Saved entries
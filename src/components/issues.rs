//! Customer issues view
//!
//! Issues carry the richest vocabulary (category, priority, technician,
//! district) and are the producer side of the technician task board: the
//! selected issue can be pushed onto the board as a task.

use crate::components::form::{FormField, FormState};
use crate::components::table_view::{self, Column, TableController, TableOp};
use crate::model::issue::{Issue, IssueStatus, CATEGORIES, DISTRICTS, TECHNICIANS};
use crate::model::task::{TaskStatus, TechTask};
use crate::model::Priority;
use crate::services::seed;
use chrono::{Days, Local};
use ratatui::{layout::Rect, style::Color, Frame};

fn status_tint(text: &str) -> Color {
    match text {
        "Open" => Color::Yellow,
        "In Progress" => Color::Blue,
        "Resolved" => Color::Green,
        "Closed" => Color::DarkGray,
        _ => Color::Red,
    }
}

fn priority_tint(text: &str) -> Color {
    match text {
        "High" => Color::Red,
        "Medium" => Color::Yellow,
        _ => Color::Green,
    }
}

pub const COLUMNS: &[Column] = &[
    Column { key: "id", title: "ID", sortable: true, tint: None },
    Column { key: "customer_name", title: "Customer", sortable: true, tint: None },
    Column { key: "mobile", title: "Mobile", sortable: false, tint: None },
    Column { key: "category", title: "Category", sortable: true, tint: None },
    Column { key: "priority", title: "Priority", sortable: true, tint: Some(priority_tint) },
    Column { key: "technician", title: "Technician", sortable: true, tint: None },
    Column { key: "district", title: "District", sortable: true, tint: None },
    Column { key: "created_at", title: "Created", sortable: true, tint: None },
    Column { key: "status", title: "Status", sortable: true, tint: Some(status_tint) },
];

const SEARCH_FIELDS: &[&str] = &["id", "customer_name", "mobile", "technician"];

/// Days between assigning an issue and the task falling due.
const ASSIGNMENT_LEAD_DAYS: u64 = 3;

pub struct IssuesView {
    pub records: Vec<Issue>,
    pub table: TableController,
}

impl IssuesView {
    pub fn new(page_size: usize) -> Self {
        Self {
            records: seed::issues(),
            table: TableController::new(COLUMNS, SEARCH_FIELDS, page_size),
        }
    }

    pub fn apply(&mut self, op: TableOp) {
        self.table.apply(op, &self.records);
    }

    pub fn selected(&self) -> Option<&Issue> {
        self.table.selected(&self.records)
    }

    pub fn add_form() -> FormState {
        FormState::new(
            "Add New Issue",
            vec![
                FormField::text("Customer Name"),
                FormField::text("Mobile"),
                FormField::text("Description"),
                FormField::select("Category", &CATEGORIES),
                FormField::select("Priority", &["High", "Medium", "Low"]),
                FormField::select("Technician", &TECHNICIANS),
                FormField::select("District", &DISTRICTS),
            ],
        )
    }

    pub fn submit_form(&mut self, form: &FormState) {
        let issue = Issue {
            id: Issue::next_id(&self.records),
            customer_name: form.value("Customer Name"),
            mobile: form.value("Mobile"),
            description: form.value("Description"),
            category: form.value("Category"),
            priority: Priority::parse(&form.value("Priority")).unwrap_or(Priority::Medium),
            technician: form.value("Technician"),
            district: form.value("District"),
            created_at: Local::now().date_naive(),
            status: IssueStatus::Open,
        };
        self.records.insert(0, issue);
    }

    /// Task for the selected issue, addressed to its technician.
    pub fn task_for_selected(&self, board: &[TechTask]) -> Option<TechTask> {
        let issue = self.selected()?;
        Some(TechTask {
            id: TechTask::next_id(board),
            technician: issue.technician.clone(),
            description: format!("[{}] {}", issue.category, issue.description),
            priority: issue.priority,
            status: TaskStatus::Pending,
            due_date: Local::now()
                .date_naive()
                .checked_add_days(Days::new(ASSIGNMENT_LEAD_DAYS))
                .unwrap_or_else(|| Local::now().date_naive()),
        })
    }

    pub fn filter_options() -> Vec<(String, String)> {
        let mut options: Vec<(String, String)> = IssueStatus::all()
            .iter()
            .map(|s| ("status".to_string(), s.to_string()))
            .collect();
        options.extend(
            Priority::all()
                .iter()
                .map(|p| ("priority".to_string(), p.to_string())),
        );
        options.extend(
            DISTRICTS
                .iter()
                .map(|d| ("district".to_string(), d.to_string())),
        );
        options
    }

    pub fn draw(&self, frame: &mut Frame, area: Rect) {
        table_view::render(frame, area, &self.table, &self.records, "Customer Issues");
    }
}

#[cfg(test)]
mod tests {
    use super::*;

    #[test]
    fn test_assignment_copies_issue_fields_onto_the_task() {
        let view = IssuesView::new(15);
        let issue = view.selected().cloned().unwrap();

        let task = view.task_for_selected(&[]).unwrap();
        assert_eq!(task.technician, issue.technician);
        assert_eq!(task.priority, issue.priority);
        assert_eq!(task.status, TaskStatus::Pending);
        assert!(task.description.contains(&issue.category));
        assert!(task.description.contains(&issue.description));
    }

    #[test]
    fn test_filter_options_span_three_fields() {
        let options = IssuesView::filter_options();
        assert!(options.iter().any(|(f, v)| f == "status" && v == "Closed"));
        assert!(options.iter().any(|(f, v)| f == "priority" && v == "High"));
        assert!(options
            .iter()
            .any(|(f, v)| f == "district" && v == "West District"));
    }
}
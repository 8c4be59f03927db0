//! SMS template loading and rendering
//!
//! Templates carry `{variable}` placeholders. A user-maintained
//! `~/.care-tui/templates.yaml` overrides the built-in set; anything missing
//! or unparseable falls back silently.

use crate::config::Config;
use crate::model::sms::SmsTemplate;
use regex::Regex;
use std::collections::HashMap;
use std::fs;

/// The stock template set.
pub fn builtin_templates() -> Vec<SmsTemplate> {
    vec![
        SmsTemplate {
            id: "repair-update".to_string(),
            name: "Repair Status Update".to_string(),
            content: "Dear {customerName}, your repair request #{repairId} has been updated to \
                      {status}. Technician: {technicianName}. For support call {supportNumber}."
                .to_string(),
            variables: vec![
                "customerName".to_string(),
                "repairId".to_string(),
                "status".to_string(),
                "technicianName".to_string(),
                "supportNumber".to_string(),
            ],
        },
        SmsTemplate {
            id: "appointment".to_string(),
            name: "Technician Appointment".to_string(),
            content: "Dear {customerName}, your technician {technicianName} will arrive on {date} \
                      between {timeSlot}. Reference: #{ticketId}"
                .to_string(),
            variables: vec![
                "customerName".to_string(),
                "technicianName".to_string(),
                "date".to_string(),
                "timeSlot".to_string(),
                "ticketId".to_string(),
            ],
        },
        SmsTemplate {
            id: "payment-reminder".to_string(),
            name: "Payment Reminder".to_string(),
            content: "Dear {customerName}, your payment of ${amount} for service #{serviceId} is \
                      due on {dueDate}. Please pay to avoid service interruption."
                .to_string(),
            variables: vec![
                "customerName".to_string(),
                "amount".to_string(),
                "serviceId".to_string(),
                "dueDate".to_string(),
            ],
        },
    ]
}

/// Templates in effect: the user file when present and well-formed, the
/// built-ins otherwise.
pub fn load_templates() -> Vec<SmsTemplate> {
    let path = match Config::config_dir() {
        Some(dir) => dir.join("templates.yaml"),
        None => return builtin_templates(),
    };

    let contents = match fs::read_to_string(&path) {
        Ok(c) => c,
        Err(_) => return builtin_templates(),
    };

    match serde_yaml::from_str::<Vec<SmsTemplate>>(&contents) {
        Ok(templates) if !templates.is_empty() => templates,
        _ => builtin_templates(),
    }
}

/// Substitute `{variable}` placeholders. Placeholders without a supplied
/// value are left verbatim so the gap is visible in the preview.
pub fn render(template: &SmsTemplate, values: &HashMap<String, String>) -> String {
    let re = match Regex::new(r"\{(\w+)\}") {
        Ok(re) => re,
        Err(_) => return template.content.clone(),
    };

    re.replace_all(&template.content, |caps: &regex::Captures| {
        match values.get(&caps[1]) {
            Some(value) => value.clone(),
            None => caps[0].to_string(),
        }
    })
    .into_owned()
}

#[cfg(test)]
mod tests {
    use super::*;

    #[test]
    fn test_render_substitutes_supplied_variables() {
        let template = &builtin_templates()[0];
        let mut values = HashMap::new();
        values.insert("customerName".to_string(), "John".to_string());
        values.insert("repairId".to_string(), "12345".to_string());
        values.insert("status".to_string(), "Complete".to_string());
        values.insert("technicianName".to_string(), "Mike".to_string());
        values.insert("supportNumber".to_string(), "1700".to_string());

        let message = render(template, &values);
        assert_eq!(
            message,
            "Dear John, your repair request #12345 has been updated to Complete. \
             Technician: Mike. For support call 1700."
        );
    }

    #[test]
    fn test_missing_variables_stay_verbatim() {
        let template = &builtin_templates()[1];
        let mut values = HashMap::new();
        values.insert("customerName".to_string(), "Amina".to_string());

        let message = render(template, &values);
        assert!(message.starts_with("Dear Amina, your technician {technicianName}"));
        assert!(message.contains("{date}"));
    }

    #[test]
    fn test_builtin_set() {
        let templates = builtin_templates();
        assert_eq!(templates.len(), 3);
        assert_eq!(templates[0].id, "repair-update");
        assert_eq!(templates[2].variables.len(), 4);
    }

    #[test]
    fn test_template_file_format_parses() {
        let yaml = "
- id: outage
  name: Outage Notice
  content: \"Service in {district} is down until {eta}.\"
  variables: [district, eta]
";
        let templates: Vec<SmsTemplate> = serde_yaml::from_str(yaml).unwrap();
        assert_eq!(templates.len(), 1);
        assert_eq!(templates[0].variables, vec!["district", "eta"]);
    }
}
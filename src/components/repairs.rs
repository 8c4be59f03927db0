//! STB repair view

use crate::components::form::{FormField, FormState};
use crate::components::table_view::{self, Column, TableController, TableOp};
use crate::model::repair::{DeviceType, RepairStatus, StbRepair, ISSUE_TYPES, TECHNICIANS};
use crate::model::Priority;
use crate::services::seed;
use chrono::Local;
use ratatui::{layout::Rect, style::Color, Frame};

fn status_tint(text: &str) -> Color {
    match text {
        "Pending" => Color::Yellow,
        "In Progress" => Color::Blue,
        "Resolved" => Color::Green,
        _ => Color::Red,
    }
}

fn priority_tint(text: &str) -> Color {
    match text {
        "High" => Color::Red,
        "Medium" => Color::Yellow,
        _ => Color::Green,
    }
}

pub const COLUMNS: &[Column] = &[
    Column { key: "id", title: "ID", sortable: true, tint: None },
    Column { key: "device_id", title: "Device", sortable: true, tint: None },
    Column { key: "customer_name", title: "Customer", sortable: true, tint: None },
    Column { key: "contact_number", title: "Contact", sortable: false, tint: None },
    Column { key: "device_type", title: "Type", sortable: true, tint: None },
    Column { key: "issue", title: "Issue", sortable: false, tint: None },
    Column { key: "status", title: "Status", sortable: true, tint: Some(status_tint) },
    Column { key: "priority", title: "Priority", sortable: true, tint: Some(priority_tint) },
    Column { key: "technician", title: "Technician", sortable: true, tint: None },
    Column { key: "created_at", title: "Created", sortable: true, tint: None },
];

const SEARCH_FIELDS: &[&str] = &["id", "device_id", "customer_name", "technician"];

pub struct RepairsView {
    pub records: Vec<StbRepair>,
    pub table: TableController,
}

impl RepairsView {
    pub fn new(page_size: usize) -> Self {
        Self {
            records: seed::repairs(),
            table: TableController::new(COLUMNS, SEARCH_FIELDS, page_size),
        }
    }

    pub fn apply(&mut self, op: TableOp) {
        self.table.apply(op, &self.records);
    }

    pub fn selected(&self) -> Option<&StbRepair> {
        self.table.selected(&self.records)
    }

    pub fn add_form() -> FormState {
        FormState::new(
            "New Repair Request",
            vec![
                FormField::text("Device ID"),
                FormField::text("Customer Name"),
                FormField::text("Contact Number"),
                FormField::select("Device Type", &["STB", "STP"]),
                FormField::select("Issue Type", &ISSUE_TYPES),
                FormField::select("Priority", &["Medium", "Low", "High"]),
                FormField::select("Technician", &TECHNICIANS),
            ],
        )
    }

    pub fn submit_form(&mut self, form: &FormState) {
        let device_type = match form.value("Device Type").as_str() {
            "STP" => DeviceType::Stp,
            _ => DeviceType::Stb,
        };
        let repair = StbRepair {
            id: StbRepair::next_id(&self.records),
            device_id: form.value("Device ID"),
            customer_name: form.value("Customer Name"),
            contact_number: form.value("Contact Number"),
            device_type,
            issue: form.value("Issue Type"),
            status: RepairStatus::Pending,
            priority: Priority::parse(&form.value("Priority")).unwrap_or(Priority::Medium),
            technician: form.value("Technician"),
            created_at: Local::now().date_naive(),
        };
        self.records.insert(0, repair);
    }

    pub fn filter_options() -> Vec<(String, String)> {
        let mut options: Vec<(String, String)> = RepairStatus::all()
            .iter()
            .map(|s| ("status".to_string(), s.to_string()))
            .collect();
        options.extend(
            Priority::all()
                .iter()
                .map(|p| ("priority".to_string(), p.to_string())),
        );
        options
    }

    pub fn draw(&self, frame: &mut Frame, area: Rect) {
        table_view::render(frame, area, &self.table, &self.records, "STB Repairs");
    }
}

#[cfg(test)]
mod tests {
    use super::*;

    #[test]
    fn test_new_repairs_start_pending() {
        let mut view = RepairsView::new(15);
        let mut form = RepairsView::add_form();
        form.input('S');
        form.next_field();
        form.input('J');
        form.next_field();
        form.input('0');
        assert!(form.validate());

        view.submit_form(&form);
        let repair = &view.records[0];
        assert_eq!(repair.status, RepairStatus::Pending);
        assert_eq!(repair.device_type, DeviceType::Stb);
        assert_eq!(repair.priority, Priority::Medium);
        assert_eq!(repair.issue, "No Signal");
    }
}
//! Action enum - All possible application actions
//!
//! Actions are discrete operations that the application can perform.
//! Components emit Actions in response to events, and the App processes
//! them to update state.

/// All possible actions in the application
#[derive(Debug, Clone, PartialEq, Eq)]
pub enum Action {
    // ─────────────────────────────────────────────────────────────────────────
    // App Lifecycle
    // ─────────────────────────────────────────────────────────────────────────
    /// Regular tick while idle
    Tick,
    /// Terminal was resized
    Resize(u16, u16),
    /// Quit without confirmation
    ForceQuit,

    // ─────────────────────────────────────────────────────────────────────────
    // Session
    // ─────────────────────────────────────────────────────────────────────────
    /// Attempt login with the credentials typed into the login screen
    LoginSubmit,
    /// Clear the session and return to the login screen
    Logout,

    // ─────────────────────────────────────────────────────────────────────────
    // Navigation
    // ─────────────────────────────────────────────────────────────────────────
    /// Move to next row on the current page
    NextItem,
    /// Move to previous row on the current page
    PrevItem,
    /// Jump to first row on the current page
    FirstItem,
    /// Jump to last row on the current page
    LastItem,
    /// Switch to the next view
    NextView,
    /// Switch to the previous view
    PrevView,

    // ─────────────────────────────────────────────────────────────────────────
    // Pagination
    // ─────────────────────────────────────────────────────────────────────────
    NextPage,
    PrevPage,
    FirstPage,
    LastPage,
    /// Open the page-size picker
    OpenPageSize,
    /// Apply a page size (resets to page 1)
    SetPageSize(usize),

    // ─────────────────────────────────────────────────────────────────────────
    // Search & Sort
    // ─────────────────────────────────────────────────────────────────────────
    EnterSearchMode,
    ExitSearchMode,
    /// Add character to the live search
    SearchInput(char),
    /// Remove last character from the live search
    SearchBackspace,
    /// Sort by the n-th column (repeat toggles direction)
    SortColumn(usize),

    // ─────────────────────────────────────────────────────────────────────────
    // Exact Filters
    // ─────────────────────────────────────────────────────────────────────────
    /// Open the filter picker for the active view
    OpenFilter,
    /// Set an exact-match filter on one field (replaces a filter on the same
    /// field)
    SetFilter { field: String, value: String },
    /// Drop all exact filters
    ClearFilters,

    // ─────────────────────────────────────────────────────────────────────────
    // Modals
    // ─────────────────────────────────────────────────────────────────────────
    /// Open quit confirmation dialog
    OpenQuitDialog,
    /// Open the keyboard reference
    OpenHelp,
    /// Open the full-record popup for the selected row
    OpenDetail,
    /// Close the current modal
    CloseModal,
    /// Navigate up in modal
    ModalUp,
    /// Navigate down in modal
    ModalDown,

    // ─────────────────────────────────────────────────────────────────────────
    // Forms
    // ─────────────────────────────────────────────────────────────────────────
    /// Open the add-record form for the active view
    OpenAddForm,
    FormInput(char),
    FormBackspace,
    FormNextField,
    FormPrevField,
    /// Cycle a select field left/right
    FormCycleLeft,
    FormCycleRight,
    /// Validate and submit the open form
    SubmitForm,

    // ─────────────────────────────────────────────────────────────────────────
    // Domain Operations
    // ─────────────────────────────────────────────────────────────────────────
    /// Push the selected customer issue onto the technician task board
    AssignTask,
    /// Re-read the task board from storage
    RefreshTasks,
    /// Open the SMS compose form
    OpenCompose,
    /// Export the current filtered view to CSV
    ExportCsv,
}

§ THE TASK: Only a number is wanted here: the count of lines in the data that include the word "Mike".

§ PROBLEM SOLUTION: 2